What wisdom is there is this, we ask! Certainly not the wisdom of the world! Certainly not the wisdom of Hollywood! Certainly not the wisdom of the mainline denominations! But it most definitely does show us in firsthand fashion the world as God sees it! There is a physical realm for sure! But we are reminded there is also a spiritual realm where a great conflict is played out… and where great consequences result from our actions (or inactions).
Jesus told us to follow Him… and to be His disciples! And this we do! By following our Lord out into the wilderness, we look and learn and also become wise! By following His steps, we, too, begin to understand our place in this His world… and the true nature of our challenges.
By following Jesus Christ, we see the Master at His very best! We learn from Him the meaning of prayer… the pattern of patience… the growth that comes through resisting evil.
Wisdom is not only found in columned halls of learning… not only found in the quiet successes of life… not only discovered in the engaging dialogue between the learned!
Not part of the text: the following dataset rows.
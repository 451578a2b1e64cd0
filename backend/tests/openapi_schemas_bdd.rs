//! Behaviour tests for the OpenAPI document.
//!
//! These tests verify that the quote endpoint is published and that error
//! responses reference the wrapper schema from `inbound::http::schemas`.
use std::sync::Mutex;

use rstest::fixture;
use rstest_bdd_macros::{given, scenario, then, when};
use shipping_calculator::doc::ApiDoc;
use utoipa::OpenApi;
use utoipa::openapi::RefOr;

// Note: utoipa replaces :: with . in schema names
const ERROR_SCHEMA_NAME: &str = "crate.domain.Error";

#[derive(Default)]
struct OpenApiWorld {
    document: Option<utoipa::openapi::OpenApi>,
}

#[fixture]
fn world() -> Mutex<OpenApiWorld> {
    Mutex::new(OpenApiWorld::default())
}

#[given("the OpenAPI document is generated")]
fn generate_openapi_document(world: &Mutex<OpenApiWorld>) {
    let doc = ApiDoc::openapi();
    doc.to_json().expect("document serialises to JSON");
    world.lock().expect("world lock").document = Some(doc);
}

#[when("the document is inspected")]
fn inspect_document(world: &Mutex<OpenApiWorld>) {
    let world = world.lock().expect("world lock");
    assert!(world.document.is_some(), "document should be generated");
}

#[then("the calculate operation is documented")]
fn calculate_operation_is_documented(world: &Mutex<OpenApiWorld>) {
    let world = world.lock().expect("world lock");
    let doc = world.document.as_ref().expect("document");
    let operation = doc
        .paths
        .paths
        .get("/calculate")
        .and_then(|item| item.post.as_ref())
        .expect("POST /calculate");

    assert_eq!(operation.operation_id.as_deref(), Some("calculateShipping"));
    let responses = &operation.responses.responses;
    assert!(responses.contains_key("200"), "success response documented");
    assert!(responses.contains_key("400"), "error response documented");
}

#[then("the error schema is registered under the domain name")]
fn error_schema_is_registered(world: &Mutex<OpenApiWorld>) {
    let world = world.lock().expect("world lock");
    let doc = world.document.as_ref().expect("document");
    let schemas = &doc.components.as_ref().expect("components").schemas;
    assert!(
        matches!(schemas.get(ERROR_SCHEMA_NAME), Some(RefOr::T(_))),
        "{ERROR_SCHEMA_NAME} should be registered"
    );
}

#[scenario(
    path = "tests/features/openapi_schemas.feature",
    name = "Quote endpoint references the wrapper schemas"
)]
fn quote_endpoint_references_wrapper_schemas(world: Mutex<OpenApiWorld>) {
    let _ = world;
}
//! Shipping quote HTTP handler.
//!
//! ```text
//! POST /calculate
//! ```
//!
//! The body is decoded here rather than through `web::Json` so malformed
//! payloads are counted and answered with the shared error envelope.

use std::time::Instant;

use actix_web::{post, web};
use serde::{Deserialize, Serialize};
use tracing::warn;
use utoipa::ToSchema;

use crate::domain::ports::{ShippingErrorKind, ShippingMetricsError};
use crate::domain::{
    Error, PackageDimensions, RequestContext, ShippingOption, ShippingQuote, ShippingRequest,
};
use crate::inbound::http::ApiResult;
use crate::inbound::http::schemas::ErrorSchema;
use crate::inbound::http::state::HttpState;

/// Package dimensions in centimetres.
#[derive(Debug, Clone, Copy, Default, Deserialize, Serialize, ToSchema)]
pub struct DimensionsBody {
    /// Longest side.
    #[schema(example = 10.0)]
    pub length: f64,
    /// Width.
    #[schema(example = 10.0)]
    pub width: f64,
    /// Height.
    #[schema(example = 10.0)]
    pub height: f64,
}

/// Request payload for a shipping quote.
///
/// Absent fields take their zero value and are then rejected by validation.
#[derive(Debug, Clone, Default, Deserialize, Serialize, ToSchema)]
#[serde(default)]
pub struct CalculateShippingRequestBody {
    /// Sender postal code; `-` and spaces are ignored.
    #[schema(example = "01310-100")]
    pub origin_zipcode: String,
    /// Recipient postal code; `-` and spaces are ignored.
    #[schema(example = "20040-020")]
    pub destination_zipcode: String,
    /// Weight in kilograms.
    #[schema(example = 0.5)]
    pub weight: f64,
    /// Package dimensions in centimetres.
    pub dimensions: DimensionsBody,
    /// Quote the express tier as the headline cost.
    pub is_express: bool,
}

impl From<CalculateShippingRequestBody> for ShippingRequest {
    fn from(body: CalculateShippingRequestBody) -> Self {
        let DimensionsBody {
            length,
            width,
            height,
        } = body.dimensions;
        Self {
            origin: body.origin_zipcode,
            destination: body.destination_zipcode,
            weight: body.weight,
            dimensions: PackageDimensions::new(length, width, height),
            expedited: body.is_express,
        }
    }
}

/// One priced service tier.
#[derive(Debug, Clone, PartialEq, Deserialize, Serialize, ToSchema)]
pub struct ShippingOptionBody {
    /// Tier name, `standard` or `express`.
    #[schema(example = "standard")]
    pub service: String,
    /// Price in minor currency units.
    #[schema(example = 1150.0)]
    pub cost: f64,
    /// Delivery estimate.
    #[schema(example = "2 dias")]
    pub time: String,
}

impl From<ShippingOption> for ShippingOptionBody {
    fn from(option: ShippingOption) -> Self {
        Self {
            service: option.service.as_str().to_owned(),
            cost: option.cost,
            time: option.time,
        }
    }
}

/// Response payload for a shipping quote.
#[derive(Debug, Clone, PartialEq, Deserialize, Serialize, ToSchema)]
pub struct CalculateShippingResponseBody {
    /// Price of the requested tier in minor currency units.
    #[schema(example = 1150.0)]
    pub shipping_cost: f64,
    /// Delivery estimate of the requested tier.
    #[schema(example = "2 dias")]
    pub estimated_delivery_time: String,
    /// Every tier that can be booked.
    #[schema(example = json!(["standard", "express"]))]
    pub available_services: Vec<String>,
    /// Price and estimate for every tier, standard first.
    pub shipping_options: Vec<ShippingOptionBody>,
}

impl From<ShippingQuote> for CalculateShippingResponseBody {
    fn from(quote: ShippingQuote) -> Self {
        Self {
            shipping_cost: quote.shipping_cost,
            estimated_delivery_time: quote.estimated_delivery_time,
            available_services: quote
                .available_services
                .iter()
                .map(|tier| tier.as_str().to_owned())
                .collect(),
            shipping_options: quote.shipping_options.into_iter().map(Into::into).collect(),
        }
    }
}

fn log_metrics_failure(result: Result<(), ShippingMetricsError>) {
    if let Err(error) = result {
        warn!(%error, "failed to record shipping metrics");
    }
}

/// Quote a shipment for both service tiers.
#[utoipa::path(
    post,
    path = "/calculate",
    request_body = CalculateShippingRequestBody,
    responses(
        (status = 200, description = "Shipping quote", body = CalculateShippingResponseBody),
        (status = 400, description = "Invalid request", body = ErrorSchema)
    ),
    tags = ["shipping"],
    operation_id = "calculateShipping"
)]
#[post("/calculate")]
pub async fn calculate_shipping(
    state: web::Data<HttpState>,
    body: web::Bytes,
) -> ApiResult<web::Json<CalculateShippingResponseBody>> {
    let started = Instant::now();
    log_metrics_failure(state.metrics.record_request().await);

    let payload: CalculateShippingRequestBody = match serde_json::from_slice(&body) {
        Ok(payload) => payload,
        Err(error) => {
            warn!(%error, "invalid request body");
            log_metrics_failure(
                state
                    .metrics
                    .record_error(ShippingErrorKind::InvalidBody)
                    .await,
            );
            return Err(Error::invalid_request("invalid request body"));
        }
    };

    let ctx = RequestContext::from_current();
    let request = ShippingRequest::from(payload);
    match state.quotes.quote(&ctx, &request).await {
        Ok(quote) => {
            log_metrics_failure(
                state
                    .metrics
                    .record_success(started.elapsed(), quote.shipping_cost)
                    .await,
            );
            Ok(web::Json(quote.into()))
        }
        Err(error) => {
            log_metrics_failure(
                state
                    .metrics
                    .record_error(ShippingErrorKind::InvalidRequest)
                    .await,
            );
            Err(error.into())
        }
    }
}

#[cfg(test)]
#[path = "shipping_tests.rs"]
mod tests;
//! Pricing engine: base cost from a postal-code distance proxy plus
//! weight, volume and express surcharges.
//!
//! The distance proxy is the absolute difference between the numeric values
//! of both postal codes. It is a placeholder, not a geographic distance.
//! Every figure is `f64` in minor currency units and is never rounded here.

use super::shipping::{CostBreakdown, ServiceTier};
use super::validation::normalize_zipcode;

/// Flat starting price in minor units (10.00 in major units).
pub const BASE_COST: f64 = 1000.0;

/// Distances below this value are priced at [`BASE_COST`].
const SAME_REGION_DISTANCE: f64 = 1000.0;
/// Distance at which the base cost doubles.
const DISTANCE_SCALE: f64 = 10_000.0;

/// Share of the base cost charged per weight unit.
const WEIGHT_SURCHARGE_RATE: f64 = 0.10;
/// Weight unit in kilograms.
const WEIGHT_UNIT_KG: f64 = 0.5;

/// Share of the base cost charged per volume unit.
const VOLUME_SURCHARGE_RATE: f64 = 0.05;
/// Volume unit in cubic centimetres.
const VOLUME_UNIT_CM3: f64 = 1000.0;

/// Markup applied to the subtotal for express delivery.
pub const EXPRESS_SURCHARGE_RATE: f64 = 0.50;

/// Derive the base cost from the distance between two postal codes.
///
/// Both codes are normalised and parsed as numbers. When either fails to
/// parse the flat [`BASE_COST`] is returned; this fallback is deliberate and
/// never surfaces as an error.
///
/// # Examples
/// ```
/// use shipping_calculator::domain::{calculate_base_cost, BASE_COST};
///
/// assert_eq!(calculate_base_cost("1414", "1428"), BASE_COST);
/// assert_eq!(calculate_base_cost("01000-000", "02000-000"), 2000.0);
/// ```
#[must_use]
pub fn calculate_base_cost(origin: &str, destination: &str) -> f64 {
    let parsed = (
        normalize_zipcode(origin).parse::<f64>(),
        normalize_zipcode(destination).parse::<f64>(),
    );
    let (Ok(origin_value), Ok(destination_value)) = parsed else {
        tracing::debug!(
            origin,
            destination,
            "postal codes are not numeric; using flat base cost"
        );
        return BASE_COST;
    };

    let distance = (origin_value - destination_value).abs();
    if distance < SAME_REGION_DISTANCE {
        return BASE_COST;
    }
    BASE_COST * (1.0 + distance / DISTANCE_SCALE)
}

/// Apply weight, volume and express surcharges to a base cost.
///
/// Weight and volume units are fractional: 0.75 kg is 1.5 weight units.
///
/// # Examples
/// ```
/// use shipping_calculator::domain::calculate_details;
///
/// let breakdown = calculate_details(1000.0, 0.5, 1000.0, false);
/// assert_eq!(breakdown.weight_surcharge, 100.0);
/// assert_eq!(breakdown.volume_surcharge, 50.0);
/// assert_eq!(breakdown.total_cost, 1150.0);
/// ```
#[must_use]
pub fn calculate_details(base_cost: f64, weight: f64, volume: f64, expedited: bool) -> CostBreakdown {
    let weight_surcharge = base_cost * WEIGHT_SURCHARGE_RATE * (weight / WEIGHT_UNIT_KG);
    let volume_surcharge = base_cost * VOLUME_SURCHARGE_RATE * (volume / VOLUME_UNIT_CM3);
    let subtotal = base_cost + weight_surcharge + volume_surcharge;

    let express_surcharge = if expedited {
        subtotal * EXPRESS_SURCHARGE_RATE
    } else {
        0.0
    };

    CostBreakdown {
        base_cost,
        weight_surcharge,
        volume_surcharge,
        express_surcharge,
        total_cost: subtotal + express_surcharge,
        estimated_days: ServiceTier::from_expedited(expedited).delivery_days(),
    }
}

#[cfg(test)]
mod tests {
    //! Pricing formulas on inputs that are exact in binary floating point.
    use super::*;
    use rstest::rstest;

    #[rstest]
    #[case::close_codes("1414", "1428")]
    #[case::identical("01310100", "01310100")]
    #[case::just_below_threshold("10000", "10999")]
    #[case::unparseable("abc", "def")]
    #[case::one_side_unparseable("01310100", "abcd")]
    #[case::empty("", "")]
    fn flat_base_cost(#[case] origin: &str, #[case] destination: &str) {
        assert_eq!(calculate_base_cost(origin, destination), BASE_COST);
    }

    #[test]
    fn distant_codes_scale_linearly() {
        assert_eq!(calculate_base_cost("01000-000", "02000-000"), 2000.0);
    }

    #[test]
    fn distance_is_symmetric() {
        assert_eq!(
            calculate_base_cost("20000", "10000"),
            calculate_base_cost("10000", "20000")
        );
        assert_eq!(calculate_base_cost("20000", "10000"), 2000.0);
    }

    #[test]
    fn threshold_distance_is_scaled() {
        assert_eq!(calculate_base_cost("11000", "10000"), 1100.0);
    }

    #[test]
    fn standard_breakdown_has_no_express_surcharge() {
        let breakdown = calculate_details(1000.0, 0.5, 1000.0, false);

        assert_eq!(breakdown.base_cost, 1000.0);
        assert_eq!(breakdown.weight_surcharge, 100.0);
        assert_eq!(breakdown.volume_surcharge, 50.0);
        assert_eq!(breakdown.express_surcharge, 0.0);
        assert_eq!(breakdown.total_cost, 1150.0);
        assert_eq!(breakdown.estimated_days, 2);
    }

    #[test]
    fn express_breakdown_marks_up_subtotal() {
        let breakdown = calculate_details(1000.0, 1.0, 1000.0, true);

        assert_eq!(breakdown.weight_surcharge, 200.0);
        assert_eq!(breakdown.volume_surcharge, 50.0);
        assert_eq!(breakdown.express_surcharge, 625.0);
        assert_eq!(breakdown.total_cost, 1875.0);
        assert_eq!(breakdown.estimated_days, 1);
    }

    #[rstest]
    #[case(0.25, 500.0)]
    #[case(2.0, 4000.0)]
    #[case(5.0, 15_000.0)]
    fn standard_total_follows_closed_form(#[case] weight: f64, #[case] volume: f64) {
        let base = 1000.0;
        let breakdown = calculate_details(base, weight, volume, false);
        let expected = base * (1.0 + 0.10 * weight / 0.5 + 0.05 * volume / 1000.0);
        assert!(
            (breakdown.total_cost - expected).abs() < 1e-9,
            "total {} should match closed form {expected}",
            breakdown.total_cost
        );
    }

    #[test]
    fn fractional_weight_units_are_not_rounded() {
        let breakdown = calculate_details(1000.0, 0.75, 0.0, false);
        assert_eq!(breakdown.weight_surcharge, 150.0);
    }
}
It is found also – especially — in adversity!
Ash Wednesday, strange as it seems, opens up to us the fountainhead of wisdom itself – as we see Jesus in rapid succession endure three withering trials from the one called diabolos (the diabolical one)… endure six trials (three Jewish and three Gentile)… endure the trials of physical torture… endure the spiritual trial of separation from His Father.
Wisdom is found perhaps in its most exquisite form by those who accompany Jesus from the beginning to end of Lent! Look what it did for those from among his number who stood at the foot of the cross looking up to Him! To hear Him say, “It is finished!” What great witnesses they became! In three days it will be discovered under the banner that reads: “Remember, O man, dust thou art. And to dust shalt thou return!”
As it did to Jesus, may the Spirit of wisdom also come to you and me this Lenten Season as we walk behind our Lord in the lengthening shadows of His many trials!
May we become wise and strong in righteousness! And ready to fulfill our callings!
The spirit of wisdom came to me. World without end! Amen.